Lady Bird (Saoirse Ronan) will hoch fliegen, auch wenn ihre Flügel immer wieder gestutzt werden.
Witzig, traurig - und alles ist echt: "Lady Bird" ist ein fantastischer Coming-of-Age-Film von Greta Gerwig.

Lady Bird

KINOSTART: 19.04.2018 • Komödie • USA (2017) • 95 MINUTEN
Lesermeinung
prisma-Redaktion
Originaltitel
Lady Bird
Produktionsdatum
2017
Produktionsland
USA
Budget
10.000.000 USD
Einspielergebnis
43.733.193 USD
Laufzeit
95 Minuten
Regie

Filmkritik

Aufreizend unaufgeregt
Von Andreas Fischer

Im Autoradio läuft das Hörbuch von John Steinbecks "Früchte des Zorns". Christine, die "Lady Bird" genannt werden will, und Marion weinen, so wie nur Mütter und Töchter zusammen weinen können. Das Buch ist zu Ende und die beiden streiten. So heftig, wie nur Mütter mit ihren flügge werdenden Töchtern streiten können. Dann macht Lady Bird etwas, was niemand erwartet, was aber unvermeidlich ist, weil es keinen anderen Ausweg gibt. Sie öffnet in voller Fahrt ihre Autotür und lässt sich auf die Straße fallen. Das ist nicht etwa ein Traum. Das ist Realität. So wie alles Realität ist in dem fantastischen Film "Lady Bird", der trotz waghalsigem Auftakt ziemlich unaufgeregt vom Erwachsenwerden und einer kompliziert-normalen Mutter-Tochter-Beziehung erzählt.

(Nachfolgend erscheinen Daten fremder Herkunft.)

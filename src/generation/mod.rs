//! Tile generation backends and the claim/job flow.
//!
//! Pixels come from an external image model speaking a grid-generation
//! protocol, or from a deterministic local stub when no model service is
//! configured. The claim flow in [`jobs`] marks a cell PENDING synchronously
//! and runs the actual generation in a spawned task.

pub mod grid;
pub mod http;
pub mod jobs;

use bytes::Bytes;
use image::RgbaImage;

use crate::core::config::{GenerationConfig, GeneratorKind};
use crate::core::coords::TILE_SIZE;
use crate::core::error::{GenerationError, Result};
use crate::pyramid::compose::encode_webp;

pub use http::HttpGenerator;
pub use jobs::{ClaimOutcome, GenerationService, JobRegistry};

/// One tile generation request: the prompt, the seed, and the visual
/// context around the target cell.
#[derive(Debug, Clone)]
pub struct GenerateRequest {
    /// User prompt describing the desired content.
    pub prompt: String,
    /// Style name forwarded to the model.
    pub style: String,
    /// Negative prompt forwarded to the model.
    pub negative_prompt: String,
    /// Seed recorded with the result.
    pub seed: u64,
    /// The eight surrounding tiles in [`grid::NEIGHBOR_OFFSETS`] order.
    pub neighbors: [Option<Bytes>; 8],
    /// Current bytes of the target cell when regenerating in place.
    pub center: Option<Bytes>,
}

/// A generation backend.
#[derive(Debug)]
pub enum Generator {
    /// External image model service.
    Http(HttpGenerator),
    /// Deterministic local tiles; no model service required.
    Stub(StubGenerator),
}

impl Generator {
    /// Build the backend selected by configuration.
    pub fn from_config(config: &GenerationConfig) -> Result<Self> {
        Ok(match config.backend {
            GeneratorKind::Http => Generator::Http(HttpGenerator::new(config)?),
            GeneratorKind::Stub => Generator::Stub(StubGenerator),
        })
    }

    /// Produce the WebP bytes for one tile.
    pub async fn generate(&self, request: &GenerateRequest) -> Result<Bytes> {
        let bytes = match self {
            Generator::Http(backend) => backend.generate(request).await?,
            Generator::Stub(backend) => backend.generate(request)?,
        };
        Ok(bytes)
    }
}

/// Seed-derived flat-color tiles. Keeps the server usable end to end with
/// no model endpoint and anchors the test suite.
#[derive(Debug, Default)]
pub struct StubGenerator;

impl StubGenerator {
    fn generate(&self, request: &GenerateRequest) -> std::result::Result<Bytes, GenerationError> {
        let seed = request.seed;
        let rgba = [
            (seed & 0xFF) as u8,
            ((seed >> 8) & 0xFF) as u8,
            ((seed >> 16) & 0xFF) as u8,
            255,
        ];
        let img = RgbaImage::from_pixel(TILE_SIZE, TILE_SIZE, image::Rgba(rgba));
        Ok(Bytes::from(encode_webp(&img)?))
    }
}
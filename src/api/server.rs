//! HTTP server wiring for the tile map API.

use axum::{
    http::{header::CONTENT_TYPE, Method},
    routing::{delete, get, post},
    Router,
};
use std::net::SocketAddr;
use tower::ServiceBuilder;
use tower_http::{
    cors::{Any, CorsLayer},
    trace::TraceLayer,
};

use super::handlers::{self, AppState};
use crate::core::error::Result;
use crate::storage::tile_store::TileStore;

/// Creates the application router with all routes and middleware.
pub fn create_app<S: TileStore>(state: AppState<S>) -> Router {
    // Tiles are fetched cross-origin by map front-ends.
    let cors = CorsLayer::new()
        .allow_methods([Method::GET, Method::POST, Method::DELETE])
        .allow_headers([CONTENT_TYPE])
        .allow_origin(Any);

    Router::new()
        // Tile routes
        .route("/tiles/:map/:index/:z/:x/:y", get(handlers::tile_image::<S>))
        .route(
            "/tiles/:map/:index/:z/:x/:y/meta",
            get(handlers::tile_meta::<S>),
        )
        // Timeline routes
        .route(
            "/api/v1/maps/:map/timeline",
            get(handlers::timeline_list::<S>).post(handlers::timeline_insert::<S>),
        )
        .route(
            "/api/v1/maps/:map/timeline/:index",
            delete(handlers::timeline_delete::<S>),
        )
        // Tile mutation routes
        .route(
            "/api/v1/maps/:map/tiles/:index/:z/:x/:y/generate",
            post(handlers::tile_generate::<S>),
        )
        .route(
            "/api/v1/maps/:map/tiles/:index/:z/:x/:y",
            delete(handlers::tile_delete::<S>),
        )
        // System routes
        .route("/api/v1/health", get(handlers::health_check))
        // Apply middleware
        .layer(
            ServiceBuilder::new()
                .layer(TraceLayer::new_for_http())
                .layer(cors),
        )
        .with_state(state)
}

/// Start the HTTP server and run until shutdown is signalled.
pub async fn start_server<S: TileStore>(addr: SocketAddr, state: AppState<S>) -> Result<()> {
    let app = create_app(state);
    let listener = tokio::net::TcpListener::bind(addr).await?;

    tracing::info!("Server listening on http://{}", addr);
    tracing::info!("Health check available at http://{}/api/v1/health", addr);

    axum::serve(listener, app)
        .with_graceful_shutdown(shutdown_signal())
        .await?;
    Ok(())
}

async fn shutdown_signal() {
    let ctrl_c = async {
        if let Err(err) = tokio::signal::ctrl_c().await {
            tracing::error!(error = %err, "failed to install ctrl-c handler");
        }
    };

    #[cfg(unix)]
    let terminate = async {
        match tokio::signal::unix::signal(tokio::signal::unix::SignalKind::terminate()) {
            Ok(mut signal) => {
                signal.recv().await;
            }
            Err(err) => tracing::error!(error = %err, "failed to install SIGTERM handler"),
        }
    };

    #[cfg(not(unix))]
    let terminate = std::future::pending::<()>();

    tokio::select! {
        _ = ctrl_c => {},
        _ = terminate => {},
    }
    tracing::info!("Shutdown signal received");
}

Greta Gerwig hat "Lady Bird" geschrieben und inszeniert, eine Frau, die als Ikone des Indiekinos verehrt wird. Sie hat mit ihrem Lebensgefährten Noah Baumbach Filme wie "Frances Ha", "Greenberg" und "Mistress America" gemacht, als Schauspielerin und Drehbuchautorin. Wer an Greta Gerwig denkt, der denkt automatisch an New York.

Ihr erster Film, bei dem sie alleine Regie führte, spielt in Kalifornien – und in ihrer eigenen Vergangenheit. Eine Autobiografie ist "Lady Bird" zwar nicht, aber fast. In dem Film stecken viele persönliche Erfahrungen, die Gerwig gemacht hat, als sie in Sacramento aufwuchs. Dort ist es viel zu beengt für eine junge, unzähmbare Frau mit großen Träumen.

Wie Gerwig will auch Lady Bird (Saoirse Ronan) unbedingt weg. Ihr Ziel ist die Ostküste, dort "wo es Kultur" gibt. Träumen ist zwar erlaubt, aber die Noten an der Highschool, der überschaubare akademische Fleiß und die finanzielle Situation zu Hause säen starke Zweifel an der Umsetzbarkeit von Lady Birds Plänen. Abbringen lässt sich die 17-Jährige davon nicht, erst recht nicht von ihrer patenten Mutter (Laurie Metcalf), mit der sie eine Dauerfehde austrägt.

Ihr wohnt die Rotzigkeit der Jugend inne, diese im Leben einmalige Mischung aus Kraftmeierei und Unsicherheit, aus Rebellion und Wankelmut, mit der so schwierig umzugehen ist. Nicht nur für Teenager, sondern insbesondere auch für ihre Eltern. Erste Liebe, erste Enttäuschung, erster Sex, nächste Enttäuschung, ein paar kleine Lügen hier, Freunde austauschen dort – und rebellieren, wo es nur geht. Saoirse Ronan ist die perfekte Besetzung für diese Rolle. Sie flattert durch den Film, als liebenswerte Nervensäge und sympathischer Dickkopf, beherrscht das Spiel mit Nuancen, ist gerade wegen ihrer unaufgeregten Präsenz glaubwürdig.

Dass die Suche nach der Identität so echt erzählt wird, witzig ist und voller Alltagstragik in den Nebenbeimomenten, das ist Gerwigs große Kunst. Sie doziert nicht, und sie weiß nichts besser. Aber sie kennt das Leben in Sacramento und all den anderen kleinen Städten, wo man sich manchmal schämt, auf der "falschen Seite der Gleise" zu wohnen, wo man sich mit der Mutter zofft, bis alle heulen. Wo man sich abnabeln und loslassen können muss.

Fünf Oscar-Nominierungen hat "Lady Bird" in diesem Jahr erhalten. Jede war verdient. Dass der Film am Ende leer ausging – daraus muss man sich nichts machen. "Lady Bird" kommt auch ohne Academy-Ehren sehr gut klar. Und: Der ganze Trubel, der mit dem Oscar einhergeht, hätte so gar nicht zu diesem aufreizend unaufgeregten Film gepasst.